Gagging, she pleaded incoherently. Finally he released his hold on her and picked up the chain. He lifted the bed easily with one hand and slipped the loop back under and up the bedpost. She didn’t move a muscle and she fought back the urge to utter any sound. Her sobbing was more like a series of hiccups instead. She was afraid to do anything that might further enrage him. He looked down at her for a moment and then left the room.
The pain in her face stung like a sunburn now. She imagined that his pincher grip peeled off layers of her skin, to expose raw bone. He was so large and so powerful that to her he seemed supernatural. What contributed to this new vision of him was the realization that he had been following her during her attempted escape. True, she had never looked back, but she had never even felt his presence. Why hadn’t the floorboards and the steps creaked under him as they had under her? She was convinced the house was as much a monstrous part of them as anything else, and would never betray them.
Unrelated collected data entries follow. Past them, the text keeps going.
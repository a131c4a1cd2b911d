use thiserror::Error;

#[derive(Error, Debug)]
pub enum TabchatError {
    #[error("io error: {0}")]
    Io(#[from] std::io::Error),

    #[error("json error: {0}")]
    Json(#[from] serde_json::Error),

    #[error("upload rejected: {0}")]
    UploadRejected(String),

    #[error("could not parse uploaded file: {0}")]
    UploadParseFailed(String),

    #[error("generation client unavailable: {0}")]
    GenerationUnavailable(String),

    #[error("no runnable expression in model output")]
    UnextractableExpression {
        /// raw model text, kept for diagnostic display
        raw: String,
    },

    #[error("expression `{expression}` failed: {detail}")]
    ExecutionFailed { expression: String, detail: String },

    #[error("precondition unmet: {0}")]
    PreconditionUnmet(String),

    #[error("tracing initialization failed: {0}")]
    Tracing(String),
}

pub type Result<T> = std::result::Result<T, TabchatError>;
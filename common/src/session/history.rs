use crate::llm::client::ChatMessage;

/// How many trailing entries the generation client gets to see.
pub const HISTORY_WINDOW: usize = 4;

/// Append-only conversation log. Storage is unbounded; only the reading side
/// is windowed. Entries always arrive in question/expression pairs.
#[derive(Debug, Default)]
pub struct ConversationLog {
    turns: Vec<ChatMessage>,
}

impl ConversationLog {
    pub fn new() -> Self {
        Self::default()
    }

    /// Record one completed turn: the question and the raw generated
    /// expression, as a pair. Never one without the other.
    pub fn append_exchange(&mut self, question: impl Into<String>, generated: impl Into<String>) {
        self.turns.push(ChatMessage::user(question));
        self.turns.push(ChatMessage::chatbot(generated));
    }

    /// The window passed to the generation client: last entries,
    /// oldest-to-newest.
    pub fn recent(&self) -> &[ChatMessage] {
        let start = self.turns.len().saturating_sub(HISTORY_WINDOW);
        &self.turns[start..]
    }

    pub fn len(&self) -> usize {
        self.turns.len()
    }

    pub fn is_empty(&self) -> bool {
        self.turns.is_empty()
    }

    pub fn clear(&mut self) {
        self.turns.clear();
    }
}
pub mod descriptor;
pub mod hints;

pub use descriptor::{describe, format_amount, SchemaDescriptor};
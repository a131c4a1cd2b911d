use crate::error::{Result, TabchatError};
use crate::table::clean;
use crate::table::dataset::{Cell, Dataset};
use calamine::{Data, Reader, Xlsx};
use std::io::Cursor;

#[derive(Debug, Clone, Copy, PartialEq, Eq)]
enum FileKind {
    Csv,
    Xlsx,
}

fn classify(filename: &str) -> Result<FileKind> {
    let lowered = filename.to_lowercase();
    if lowered.ends_with(".csv") {
        Ok(FileKind::Csv)
    } else if lowered.ends_with(".xlsx") {
        Ok(FileKind::Xlsx)
    } else {
        Err(TabchatError::UploadRejected(format!(
            "unsupported file type '{}' (expected .csv or .xlsx)",
            filename
        )))
    }
}

/// Parse an uploaded file into a cleaned dataset. Headers are trimmed and
/// lowercased; the cleaning pass runs before the dataset is handed out so
/// the schema descriptor always sees final columns and types.
#[tracing::instrument(skip(bytes), fields(file = filename, size = bytes.len()))]
pub fn load_dataset(filename: &str, bytes: &[u8]) -> Result<Dataset> {
    let kind = classify(filename)?;

    let mut dataset = match kind {
        FileKind::Csv => load_csv(bytes)?,
        FileKind::Xlsx => load_xlsx(bytes)?,
    };

    clean::prepare(&mut dataset);

    tracing::info!(
        rows = dataset.row_count(),
        columns = dataset.column_count(),
        "dataset loaded"
    );

    Ok(dataset)
}

fn normalize_header(raw: &str) -> String {
    raw.trim().to_lowercase()
}

fn load_csv(bytes: &[u8]) -> Result<Dataset> {
    let mut reader = csv::ReaderBuilder::new()
        .trim(csv::Trim::All)
        .from_reader(bytes);

    let headers: Vec<String> = reader
        .headers()
        .map_err(|e| TabchatError::UploadParseFailed(e.to_string()))?
        .iter()
        .map(normalize_header)
        .collect();

    if headers.is_empty() {
        return Err(TabchatError::UploadParseFailed(
            "file has no header row".to_string(),
        ));
    }

    let mut rows = Vec::new();
    for record in reader.records() {
        let record = record.map_err(|e| TabchatError::UploadParseFailed(e.to_string()))?;
        rows.push(record.iter().map(Cell::from_field).collect());
    }

    Dataset::new(headers, rows)
}

fn load_xlsx(bytes: &[u8]) -> Result<Dataset> {
    let cursor = Cursor::new(bytes.to_vec());
    let mut workbook: Xlsx<_> =
        Xlsx::new(cursor).map_err(|e| TabchatError::UploadParseFailed(e.to_string()))?;

    // single-dataset sessions read the first worksheet only
    let range = workbook
        .worksheet_range_at(0)
        .ok_or_else(|| TabchatError::UploadParseFailed("workbook has no sheets".to_string()))?
        .map_err(|e| TabchatError::UploadParseFailed(e.to_string()))?;

    let mut rows_iter = range.rows();
    let headers: Vec<String> = rows_iter
        .next()
        .ok_or_else(|| TabchatError::UploadParseFailed("sheet has no header row".to_string()))?
        .iter()
        .map(|cell| normalize_header(&data_to_text(cell)))
        .collect();

    let width = headers.len();
    let mut rows = Vec::new();
    for sheet_row in rows_iter {
        let mut row: Vec<Cell> = sheet_row.iter().map(data_to_cell).collect();
        // trailing cells beyond the header width are spreadsheet noise
        row.truncate(width);
        while row.len() < width {
            row.push(Cell::Null);
        }
        rows.push(row);
    }

    Dataset::new(headers, rows)
}

fn data_to_cell(data: &Data) -> Cell {
    match data {
        Data::Empty => Cell::Null,
        Data::Int(i) => Cell::Int(*i),
        Data::Float(f) => {
            if f.fract() == 0.0 && f.abs() < i64::MAX as f64 {
                Cell::Int(*f as i64)
            } else {
                Cell::Float(*f)
            }
        }
        Data::Bool(b) => Cell::Bool(*b),
        Data::String(s) => Cell::from_field(s),
        Data::DateTime(dt) => Cell::Float(dt.as_f64()),
        Data::DateTimeIso(s) | Data::DurationIso(s) => Cell::Str(s.clone()),
        Data::Error(e) => Cell::Str(format!("{:?}", e)),
    }
}

fn data_to_text(data: &Data) -> String {
    match data {
        Data::String(s) => s.clone(),
        other => format!("{}", other),
    }
}

#[cfg(test)]
mod tests {
    use super::*;
    use crate::table::dataset::ColumnType;

    #[test]
    fn test_rejects_unknown_extension() {
        let err = load_dataset("data.txt", b"a,b\n1,2\n").unwrap_err();
        assert!(matches!(err, TabchatError::UploadRejected(_)));
    }

    #[test]
    fn test_csv_roundtrip_with_header_normalization() {
        let csv = b"  Name ,GROSS_SAL\nMr. Mohan,42000\nAsha,55000\nRavi,61000\n";
        let ds = load_dataset("people.csv", csv).unwrap();

        assert_eq!(ds.row_count(), 3);
        assert_eq!(ds.column_names()[0], "name");
        assert_eq!(ds.column_names()[1], "gross_sal");
        // cleaning derives the searchable name column
        assert!(ds.column_index(clean::CLEAN_NAME_COLUMN).is_some());
        assert_eq!(ds.column(1).ty, ColumnType::Integer);
    }

    #[test]
    fn test_csv_malformed_reports_parse_failure() {
        // unbalanced quote makes the csv reader fail mid-stream
        let csv = b"a,b\n\"unterminated,2\n3,4\n";
        let err = load_dataset("bad.csv", csv).unwrap_err();
        assert!(matches!(err, TabchatError::UploadParseFailed(_)));
    }

    #[test]
    fn test_empty_values_become_null() {
        let csv = b"a,b\n1,\n,2\n";
        let ds = load_dataset("gaps.csv", csv).unwrap();
        assert_eq!(ds.rows()[0][1], Cell::Null);
        assert_eq!(ds.rows()[1][0], Cell::Null);
    }
}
Where was she? Who were they? Perhaps she had fallen out of the real world. Maybe this was hell itself.
She heard the distinct sound of another chain rattling as Gerald came back up the stairs. Stacey heard his conversation with Irene in the hallway.
“What are you doing?” he asked.
“I’m taking the children into bed with me, Gerald. They’re both terribly afraid because of what she did. You sleep in their bed tonight,” she added. Stacey didn’t hear his response. A moment later he was in her doorway. He paused, blocking out most of the light. Then he came forward, dangling the second chain in his right hand.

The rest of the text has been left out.